I'm defecting for 5 days. Gone, see ya, another mini-vaction is in order. This is the curse of owning a second home. You must find reasons for visiting it. :o) A holiday weekend is a perfect excuse to defect for a few days. I need it, I've been alittle "off" this last week.
Being "off" for a week is always an interesting combination of mental thought conflict. I'm rapidly approaching something. The something, is that untouchable resolution I haven't been able to grab hold of for quite some time. I can look back over the months and sketch a pretty clear path of where I've stepped. The missteps, the all out stumbles and the clear points of possible redemption that were passed on by.
I wish, sometimes, I could just come right out with things, confess all that holds my thoughts, love, life, in the grey. I don't necessarily mean this journal. More importantly, to those who deserve to hear the words, to know the whole meaning and story behind my choices. I am far to closed off when it comes to expressing inner feelings to the people who really deserve to know the truths.
My truths, aren't about lying or omissions, my truths aren't about something hidden or devious. My truths are about why I hold onto a certain song with reverence, or why I keep the same picture of me standing with the ocean as my backdrop by my bedside for years and years. Its why I don't stop watching for my horizon, and why I plant a new Iris plant every year. My truths are also about why I stand where I am now, why I couldn't follow through as I 100% believed I would do in March. It's about watching the hands of time, hoping I can beat them in my race to bridge obligation and final destination.
Balancing a stack of truths and a bushel of silence on the thin line of a fence, is the black zone of compensation. There is no reward to be found in this place. I suppose, this could be the penance for once carelessly not recognizing how precious another persons love could really be. Love, there's that word, the most often avoided word in my vocabulary. I eloquently skirt around it's four letters in careful expression. Not because I am opposed to it, just the opposite actually. I crave it's encompassing embrace just as anyone does. I covet the feelings, thoughts, and emotions that those four letters represent.
Just as I feel the mind has many levels that contain different thoughts and expression, so does my opinion on love encompasses the same such corridors. Levels, all different levels to be found and cherished. From the love you first experience from your parents, to the crushing feelings of a high school sweetheart to the person who takes your heart and cradles it or carelessly crushes it. To the love you have for your own child, and someday, I'll discover how it feels to love a grandchild.
I look back over the men in my life, from my ex-husband, to the men I've been with since. So many lessons I have learned, so many wonderful times, and far too many wrong choices. The extravagant way I assumed love was endless and could be found at ever turn. The way I allowed pressures and outside influence dictate some of my choices. I even shamelessly admit I let such a vile thing like money come between love and my reactions. Not, money as in I wanted someone to have more, Sugar Daddy style, but money as in a time when I had none and felt I was a penniless counterpart to a wonderful relationship.
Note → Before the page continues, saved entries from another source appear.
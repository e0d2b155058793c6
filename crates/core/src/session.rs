//! Document session: the handle a viewer holds for one open document
//!
//! Opening renders page 0 synchronously so there is something to paint
//! right away, then hands the remaining pages to a background
//! [`DocumentLoadScheduler`]. The session owns the document's page store,
//! the visible-range hints the loader reads, and the event channel.
//!
//! ```text
//! Closed -> Opening -> OpenFailed
//!                   -> Loading -> Loaded
//!                              -> Aborted
//! Loading | Loaded | Aborted -> Closed
//! ```

use crate::config::ViewerConfig;
use crate::error::{LoadError, SessionError};
use crate::events::{EventSink, SessionEvent};
use crate::layout::{PageGeometry, TrimMode};
use crate::loader::DocumentLoadScheduler;
use crate::stats::LoadStats;
use flume::Receiver;
use pdf_viewer_cache::{CompressedPageStore, ViewportDecodeCache};
use pdf_viewer_render::{render_page, OpenError, OpenErrorKind, PageSource, PdfEngine};
use pdf_viewer_scheduler::{CancellationToken, VisibleRange, WorkerPool};
use std::path::{Path, PathBuf};
use std::sync::{Arc, Condvar, Mutex, MutexGuard, PoisonError};
use std::thread::JoinHandle;
use std::time::{Duration, Instant};

/// Lifecycle state of a session
#[derive(Debug, Clone, PartialEq, Eq)]
pub enum SessionState {
    Closed,
    Opening,
    /// The last open failed; the session stays here until the next open
    OpenFailed(OpenErrorKind),
    /// Page 0 is ready and the rest is rendering
    Loading,
    Loaded,
    /// Background loading stopped early; ready pages remain usable
    Aborted,
}

impl SessionState {
    /// Whether a document is open and its pages can be requested
    pub fn is_open(&self) -> bool {
        matches!(self, SessionState::Loading | SessionState::Loaded | SessionState::Aborted)
    }
}

#[derive(Debug)]
struct Status {
    state: SessionState,
    max_page_size: Option<(u32, u32)>,
    stats: Option<LoadStats>,
}

/// Status shared with the loader thread
#[derive(Debug)]
struct Shared {
    status: Mutex<Status>,
    changed: Condvar,
}

impl Shared {
    fn lock(&self) -> MutexGuard<'_, Status> {
        self.status.lock().unwrap_or_else(PoisonError::into_inner)
    }

    fn set_state(&self, state: SessionState) {
        let mut status = self.lock();
        status.state = state;
        self.changed.notify_all();
    }
}

/// Resources of the currently open document
struct OpenDocument {
    path: PathBuf,
    store: Arc<CompressedPageStore>,
    cancel: CancellationToken,
    loader: Option<JoinHandle<()>>,
}

/// Facade over the rendering pipeline for one viewer.
///
/// # Example
///
/// ```
/// use pdf_viewer_core::{DocumentSession, SessionState, ViewerConfig};
/// use pdf_viewer_render::synthetic::{SyntheticDocument, SyntheticEngine};
/// use pdf_viewer_scheduler::{WorkerPool, WorkerPoolConfig};
/// use std::sync::Arc;
/// use std::time::Duration;
///
/// let doc = Arc::new(SyntheticDocument::new(3, 20.0, 20.0));
/// let engine = SyntheticEngine::new().with_document("doc.pdf", doc);
/// let pool = Arc::new(WorkerPool::new(WorkerPoolConfig::new(2)).unwrap());
/// let config = ViewerConfig::default().with_dpi(72);
/// let mut session = DocumentSession::new(Arc::new(engine), pool, config);
///
/// assert_eq!(session.open("doc.pdf").unwrap(), 3);
/// assert_eq!(session.wait_until_loaded(Duration::from_secs(10)), SessionState::Loaded);
/// assert_eq!(session.max_page_size(), Some((20, 20)));
/// ```
pub struct DocumentSession {
    engine: Arc<dyn PdfEngine>,
    pool: Arc<WorkerPool>,
    config: ViewerConfig,
    hints: Arc<VisibleRange>,
    shared: Arc<Shared>,
    events: EventSink,
    events_rx: Receiver<SessionEvent>,
    document: Option<OpenDocument>,
}

impl DocumentSession {
    /// Create a closed session.
    ///
    /// # Arguments
    /// * `engine` - Opens documents
    /// * `pool` - Render workers, may be shared between sessions
    /// * `config` - Rendering and scheduling settings
    pub fn new(engine: Arc<dyn PdfEngine>, pool: Arc<WorkerPool>, config: ViewerConfig) -> Self {
        let (sender, events_rx) = flume::unbounded();
        Self {
            engine,
            pool,
            config,
            hints: Arc::new(VisibleRange::new()),
            shared: Arc::new(Shared {
                status: Mutex::new(Status {
                    state: SessionState::Closed,
                    max_page_size: None,
                    stats: None,
                }),
                changed: Condvar::new(),
            }),
            events: EventSink::new(sender),
            events_rx,
            document: None,
        }
    }

    pub fn config(&self) -> &ViewerConfig {
        &self.config
    }

    /// Open `path`, replacing any open document.
    ///
    /// Returns once page 0 is rendered; the other pages load in the
    /// background. Returns the page count.
    ///
    /// # Errors
    /// Open failures leave the session in `OpenFailed` with the matching
    /// user-facing category.
    pub fn open<P: AsRef<Path>>(&mut self, path: P) -> Result<u32, SessionError> {
        let path = path.as_ref();
        self.close();
        self.shared.set_state(SessionState::Opening);

        let source = match self.engine.open(path) {
            Ok(source) => source,
            Err(e) => return Err(self.open_failed(path, e.kind(), e.into())),
        };

        let page_count = source.page_count();
        if page_count == 0 {
            return Err(self.open_failed(path, OpenErrorKind::Damaged, OpenError::Empty.into()));
        }

        let start = Instant::now();
        let store = Arc::new(CompressedPageStore::new(page_count));
        let first = match render_page(source.as_ref(), 0, self.config.dpi) {
            Ok(record) => record,
            Err(e) => {
                let error = SessionError::FirstPage(e);
                return Err(self.open_failed(path, OpenErrorKind::Damaged, error));
            }
        };
        if let Err(e) = store.publish(0, first) {
            log::warn!("Page 0 not stored: {}", e);
        }

        log::info!(
            "Opened {} ({} pages), first page ready in {:?}",
            path.display(),
            page_count,
            start.elapsed()
        );

        self.hints.set(0, 0);
        {
            let mut status = self.shared.lock();
            status.state = SessionState::Loading;
            status.max_page_size = None;
            status.stats = None;
            self.shared.changed.notify_all();
        }
        self.events.emit(SessionEvent::Loading { page_count });

        let cancel = CancellationToken::new();
        let loader = self.start_loader(source, &store, &cancel);

        match loader {
            Ok(handle) => {
                self.document = Some(OpenDocument {
                    path: path.to_path_buf(),
                    store,
                    cancel,
                    loader: Some(handle),
                });
                Ok(page_count)
            }
            Err(e) => Err(self.open_failed(path, OpenErrorKind::Unknown, e.into())),
        }
    }

    fn start_loader(
        &self,
        source: Arc<dyn PageSource>,
        store: &Arc<CompressedPageStore>,
        cancel: &CancellationToken,
    ) -> Result<JoinHandle<()>, LoadError> {
        let loader = DocumentLoadScheduler::new(
            source,
            store.clone(),
            self.pool.clone(),
            self.hints.clone(),
            self.events.clone(),
            cancel.clone(),
        )
        .with_dpi(self.config.dpi)
        .with_chunk_size(self.config.chunk_size())
        .with_page_timeout(self.config.page_timeout);

        let shared = self.shared.clone();
        let events = self.events.clone();
        let store = store.clone();

        loader.spawn(move |result| {
            let mut status = shared.lock();
            if status.state != SessionState::Loading {
                return;
            }

            let event = match result {
                Ok(stats) => {
                    status.max_page_size = Some(store.max_dimensions());
                    status.stats = Some(stats.clone());
                    status.state = SessionState::Loaded;
                    SessionEvent::Loaded(stats)
                }
                Err(LoadError::Cancelled) => return,
                Err(e) => {
                    log::error!("Loading aborted: {}", e);
                    status.state = SessionState::Aborted;
                    SessionEvent::Aborted { reason: e.to_string() }
                }
            };
            // Sent before waking waiters so a loaded session already has its event queued
            events.emit(event);
            shared.changed.notify_all();
        })
    }

    fn open_failed(
        &mut self,
        path: &Path,
        kind: OpenErrorKind,
        error: SessionError,
    ) -> SessionError {
        log::warn!("Failed to open {}: {} ({})", path.display(), error, kind);
        self.shared.set_state(SessionState::OpenFailed(kind));
        error
    }

    /// Close the open document.
    ///
    /// Cancels the loader, waits until no page task touches the store any
    /// more, then frees every page. No-op when nothing is open.
    pub fn close(&mut self) {
        let Some(mut document) = self.document.take() else {
            return;
        };

        document.cancel.cancel();
        if let Some(loader) = document.loader.take() {
            if loader.join().is_err() {
                log::error!("Loader thread panicked");
            }
        }

        log::info!("Closed {}", document.path.display());
        drop(document);

        self.hints.set(0, 0);
        let mut status = self.shared.lock();
        status.state = SessionState::Closed;
        status.max_page_size = None;
        status.stats = None;
        self.shared.changed.notify_all();
    }

    pub fn state(&self) -> SessionState {
        self.shared.lock().state.clone()
    }

    /// Path of the open document
    pub fn path(&self) -> Option<&Path> {
        self.document.as_ref().map(|doc| doc.path.as_path())
    }

    /// Page count of the open document, 0 when closed
    pub fn page_count(&self) -> u32 {
        self.document
            .as_ref()
            .map(|doc| doc.store.page_count())
            .unwrap_or(0)
    }

    /// Publish the viewport's first and last visible page
    pub fn set_visible_range(&self, first: u32, last: u32) {
        self.hints.set(first, last);
    }

    /// Derive the visible range from a fractional scroll offset in pages
    pub fn follow_scroll(&self, offset_pages: f32, columns: u32) {
        self.hints.follow_scroll(offset_pages, columns, self.page_count());
    }

    /// Current visible range hints
    pub fn visible_range(&self) -> (u32, u32) {
        self.hints.get()
    }

    /// Largest trimmed page size, known once loading finished
    pub fn max_page_size(&self) -> Option<(u32, u32)> {
        self.shared.lock().max_page_size
    }

    /// Statistics of the finished load
    pub fn load_stats(&self) -> Option<LoadStats> {
        self.shared.lock().stats.clone()
    }

    /// Page store of the open document
    pub fn store(&self) -> Option<Arc<CompressedPageStore>> {
        self.document.as_ref().map(|doc| doc.store.clone())
    }

    /// A fresh decode cache bound to the open document
    pub fn decode_cache(&self) -> Option<ViewportDecodeCache> {
        self.store().map(|store| {
            ViewportDecodeCache::new(
                store,
                self.config.decode_slots,
                self.config.initial_decode_capacity,
            )
        })
    }

    /// Receiver for session events
    pub fn events(&self) -> Receiver<SessionEvent> {
        self.events_rx.clone()
    }

    /// Layout size of `page`, falling back to page 0 while it loads
    pub fn page_geometry(&self, page: u32) -> Option<PageGeometry> {
        let doc = self.document.as_ref()?;
        if page >= doc.store.page_count() {
            return None;
        }
        PageGeometry::for_page(&doc.store, page)
    }

    /// Display size of `page` in `mode`
    pub fn page_size(&self, page: u32, mode: TrimMode) -> Option<(u32, u32)> {
        self.page_geometry(page)
            .map(|geometry| (geometry.width(mode), geometry.height(mode)))
    }

    /// Block until the session is no longer loading or `timeout` elapses.
    ///
    /// Returns the state at that point.
    pub fn wait_until_loaded(&self, timeout: Duration) -> SessionState {
        // An unrepresentable deadline means wait without bound
        let deadline = Instant::now().checked_add(timeout);
        let mut status = self.shared.lock();

        while matches!(status.state, SessionState::Loading | SessionState::Opening) {
            status = match deadline {
                Some(deadline) => {
                    let now = Instant::now();
                    if now >= deadline {
                        break;
                    }
                    self.shared
                        .changed
                        .wait_timeout(status, deadline - now)
                        .unwrap_or_else(PoisonError::into_inner)
                        .0
                }
                None => self
                    .shared
                    .changed
                    .wait(status)
                    .unwrap_or_else(PoisonError::into_inner),
            };
        }

        status.state.clone()
    }
}

impl Drop for DocumentSession {
    fn drop(&mut self) {
        self.close();
    }
}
Lessons of the heart, lessons of choice, moments of wonderful memories or gut punched regrets. Ironic situations that leave me cemented to the very spot I wish to escape. Destiny and destination, or is it lessons and the journey that make the heart go round.
I guess when I am off, it is because I've let the weight of a silent past, press down so hard on my shoulders it feels like I can only look to the ground. I know I'm strong enough to push off the burdens and continue to look forward, this I have no doubt about. Yet, when I continue to circle around what is comfortable and familiar, and attempt to ignore the truths, I fall into this state of mind.
Like the current status of my novel in process, I know the beginning, I'm hovering in the middle, yet the ending is still unknown to me. Possibly I'm just a happy ending kind of gal, and do not want to end on a chapter of regrets and simple lessons.